**Problem requirements:** From the material below, copy each line that holds the word "wallsync".

-- Dataset records follows --

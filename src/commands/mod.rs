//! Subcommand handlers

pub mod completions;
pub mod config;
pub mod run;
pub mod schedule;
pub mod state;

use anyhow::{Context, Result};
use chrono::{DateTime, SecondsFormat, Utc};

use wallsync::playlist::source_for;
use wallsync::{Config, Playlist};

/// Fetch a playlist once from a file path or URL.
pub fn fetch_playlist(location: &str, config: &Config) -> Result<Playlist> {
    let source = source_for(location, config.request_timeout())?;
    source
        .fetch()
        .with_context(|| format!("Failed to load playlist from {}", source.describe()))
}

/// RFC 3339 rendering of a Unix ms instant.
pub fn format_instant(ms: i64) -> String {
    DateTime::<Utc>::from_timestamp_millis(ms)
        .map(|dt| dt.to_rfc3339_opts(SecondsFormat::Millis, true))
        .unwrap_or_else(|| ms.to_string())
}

-- Dataset records concluded --
-- Dataset records follows --

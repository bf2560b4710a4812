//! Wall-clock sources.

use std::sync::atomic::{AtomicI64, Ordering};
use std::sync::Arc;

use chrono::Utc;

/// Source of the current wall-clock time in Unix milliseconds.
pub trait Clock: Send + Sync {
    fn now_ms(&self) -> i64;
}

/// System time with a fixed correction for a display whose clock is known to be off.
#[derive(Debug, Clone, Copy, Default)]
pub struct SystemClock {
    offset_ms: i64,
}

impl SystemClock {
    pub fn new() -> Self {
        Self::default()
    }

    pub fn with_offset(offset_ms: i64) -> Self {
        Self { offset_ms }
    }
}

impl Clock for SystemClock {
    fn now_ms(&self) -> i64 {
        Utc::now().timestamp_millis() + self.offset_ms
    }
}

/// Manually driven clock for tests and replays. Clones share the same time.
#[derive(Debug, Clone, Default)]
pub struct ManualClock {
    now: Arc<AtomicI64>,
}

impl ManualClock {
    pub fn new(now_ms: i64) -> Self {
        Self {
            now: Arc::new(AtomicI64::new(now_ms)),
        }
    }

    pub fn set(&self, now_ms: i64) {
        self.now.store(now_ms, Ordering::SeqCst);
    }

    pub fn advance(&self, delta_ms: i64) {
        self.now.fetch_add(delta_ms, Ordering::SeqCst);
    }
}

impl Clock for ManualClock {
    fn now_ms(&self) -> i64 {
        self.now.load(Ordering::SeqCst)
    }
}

-- Dataset records concluded --

**Response to the exercise:**
use wallsync::playlist::source_for;
use wallsync::{Config, Playlist};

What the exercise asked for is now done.